An Experience Designer designs the overall environment and interactions that customers experience when they visit and patronize a business. Not to be confused with User-Experience Designers who primarily work in technology fields creating virtual experiences for gamers, website visitors and software users. Experience Designers create real-world experiences.

What does an Experience Designer do?

Experience Designers are responsible for the overall look and feel, even the aura or essence, of a business environment. They are not only responsible for choosing paint colors and fixtures and the music that will be piped in, but also for developing and/or redesigning customer service, sales and delivery processes, events and promotions, and for figuring out ways to expand the experience beyond the initial visit.

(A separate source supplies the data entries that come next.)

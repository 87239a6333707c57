//! Hypervisor-level operations composed from driver primitives.
//!
//! This is where a disk image becomes a registered VM: a host-only subnet is
//! chosen by the [`Picker`], the adapter is created or reused, resources are
//! applied and the guest SSH port is forwarded.

use crate::config::{VmConfig, SSH_FORWARD_RULE, VM_NAME_PREFIX};
use pcfdev_vm::{AddressTable, Driver, Picker, Result, RunState, VmResources};
use std::net::Ipv4Addr;
use std::path::Path;
use std::sync::Arc;
use tokio::net::TcpListener;

/// Guest port SSH listens on.
const GUEST_SSH_PORT: u16 = 22;

/// Everything needed to import a VM.
#[derive(Debug, Clone, PartialEq, Eq)]
pub struct ImportSpec {
    /// Memory and CPUs to configure
    pub resources: VmResources,
    /// Subnet requested by the user; picked automatically when `None`
    pub subnet: Option<Ipv4Addr>,
}

/// Hypervisor operations on PCF Dev VMs.
pub struct VBox {
    driver: Arc<dyn Driver>,
    picker: Picker,
    table: Arc<AddressTable>,
}

impl VBox {
    /// Create a new VBox over the given driver.
    pub fn new(driver: Arc<dyn Driver>, picker: Picker, table: Arc<AddressTable>) -> Self {
        Self {
            driver,
            picker,
            table,
        }
    }

    /// The underlying driver.
    pub fn driver(&self) -> &Arc<dyn Driver> {
        &self.driver
    }

    /// Whether a VM named `name` is registered.
    pub async fn vm_exists(&self, name: &str) -> Result<bool> {
        self.driver.vm_exists(name).await
    }

    /// Hypervisor run state of `name`.
    pub async fn vm_state(&self, name: &str) -> Result<RunState> {
        self.driver.vm_state(name).await
    }

    /// Assemble the configuration of an existing VM.
    pub async fn vm_config(&self, name: &str) -> Result<VmConfig> {
        let ip = self.driver.get_vm_ip(name).await?;
        let ssh_port = self
            .driver
            .get_host_forward_port(name, SSH_FORWARD_RULE)
            .await?;
        let resources = self.driver.get_vm_resources(name).await?;

        Ok(VmConfig {
            name: name.to_string(),
            ip,
            domain: self.table.domain_for_ip(ip),
            ssh_port,
            memory_mb: resources.memory_mb,
            cpus: resources.cpus,
        })
    }

    /// Whether another PCF Dev VM, not named `name`, is running.
    pub async fn conflicting_vm_present(&self, name: &str) -> Result<bool> {
        for other in self.driver.list_vms().await? {
            if other == name || !other.starts_with(VM_NAME_PREFIX) {
                continue;
            }
            if self.driver.is_vm_running(&other).await? {
                tracing::warn!(vm = %name, conflicting = %other, "Conflicting VM is running");
                return Ok(true);
            }
        }
        Ok(false)
    }

    /// Register `name` from `image_path` and wire up its networking.
    pub async fn import_vm(&self, name: &str, image_path: &Path, spec: &ImportSpec) -> Result<()> {
        let start = std::time::Instant::now();
        tracing::info!(
            vm = %name,
            image = %image_path.display(),
            memory_mb = spec.resources.memory_mb,
            cpus = spec.resources.cpus,
            "Importing VM"
        );

        let candidates = self.driver.get_host_only_interfaces().await?;
        let (iface, _) = match spec.subnet {
            Some(subnet) => {
                self.picker
                    .select_requested_interface(subnet, &candidates)
                    .await?
            }
            None => self.picker.select_available_interface(&candidates).await?,
        };

        let iface_name = if iface.exists {
            iface.name.clone()
        } else {
            let created = self.driver.create_host_only_interface(iface.ip).await?;
            tracing::debug!(vm = %name, interface = %created, ip = %iface.ip, "Created host-only interface");
            created
        };

        self.driver.import_vm(name, image_path).await?;
        let ssh_port = match self.finish_import(name, &iface_name, spec).await {
            Ok(port) => port,
            Err(e) => {
                tracing::error!(vm = %name, error = %e, "Import failed, removing VM");
                if let Err(cleanup) = self.driver.destroy_vm(name).await {
                    tracing::warn!(vm = %name, error = %cleanup, "Failed to remove partial VM");
                }
                return Err(e);
            }
        };

        tracing::info!(
            vm = %name,
            interface = %iface_name,
            ip = %self.table.ip_for_subnet(iface.ip),
            ssh_port,
            elapsed_ms = start.elapsed().as_millis() as u64,
            "VM imported"
        );
        Ok(())
    }

    /// Configure a freshly imported VM and forward its SSH port.
    async fn finish_import(&self, name: &str, iface_name: &str, spec: &ImportSpec) -> Result<u16> {
        self.driver.configure_vm(name, spec.resources).await?;
        self.driver.attach_network_interface(iface_name, name).await?;

        let ssh_port = free_port().await?;
        self.driver
            .forward_port(name, SSH_FORWARD_RULE, ssh_port, GUEST_SSH_PORT)
            .await?;
        Ok(ssh_port)
    }

    /// Power on the VM.
    pub async fn start_vm(&self, config: &VmConfig) -> Result<()> {
        tracing::info!(vm = %config.name, ip = %config.ip, "Starting VM");
        self.driver.start_vm(&config.name).await
    }

    /// Power off the VM.
    pub async fn stop_vm(&self, config: &VmConfig) -> Result<()> {
        tracing::info!(vm = %config.name, "Stopping VM");
        self.driver.stop_vm(&config.name).await
    }

    /// Save the VM state to disk.
    pub async fn suspend_vm(&self, config: &VmConfig) -> Result<()> {
        tracing::info!(vm = %config.name, "Suspending VM");
        self.driver.suspend_vm(&config.name).await
    }

    /// Restore the VM from its saved state.
    pub async fn resume_vm(&self, config: &VmConfig) -> Result<()> {
        tracing::info!(vm = %config.name, "Resuming VM");
        self.driver.resume_vm(&config.name).await
    }

    /// Remove the VM.
    pub async fn destroy_vm(&self, config: &VmConfig) -> Result<()> {
        tracing::info!(vm = %config.name, "Destroying VM");
        self.driver.destroy_vm(&config.name).await
    }

    /// Destroy every PCF Dev VM regardless of state.
    ///
    /// Running VMs are powered off first. Keeps going after a failure and
    /// returns the first error.
    pub async fn destroy_pcfdev_vms(&self) -> Result<()> {
        let mut first_error = None;

        for name in self.driver.list_vms().await? {
            if !name.starts_with(VM_NAME_PREFIX) {
                continue;
            }
            tracing::info!(vm = %name, "Destroying PCF Dev VM");

            let result = async {
                if self.driver.is_vm_running(&name).await? {
                    self.driver.stop_vm(&name).await?;
                }
                self.driver.destroy_vm(&name).await
            }
            .await;

            if let Err(e) = result {
                tracing::error!(vm = %name, error = %e, "Failed to destroy VM");
                first_error.get_or_insert(e);
            }
        }

        match first_error {
            Some(e) => Err(e),
            None => Ok(()),
        }
    }
}

/// An unused local TCP port.
async fn free_port() -> Result<u16> {
    let listener = TcpListener::bind((Ipv4Addr::LOCALHOST, 0)).await?;
    Ok(listener.local_addr()?.port())
}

Experience Designers are paid to create interactive, high-touch environments, events and processes that not only make customers want to visit the business, and, hopefully, purchase something, but also help them create a relationship with the brand or the business so that they’ll want to come back and do it all again, or at least be more likely to purchase other products/services from the same business.

Perhaps the most outstanding examples of Experience Designers’ work are experience-driven concepts like the American Girl and Build-A-Bear stores. In these stores, children and their parents don’t just shop for and buy toys; they create a day of memories. At Build-A-Bear, children and their parents select a bear, select its voice, clothing and accessories, choose and warm it’s tiny heart (the Build-A-Bear trademark), watch the bear being assembled and finally name it (complete with a certificate) and take it home.

And, if that’s not enough, the experience continues outside the store via the Build-A-Bear Workshop Tour and other events.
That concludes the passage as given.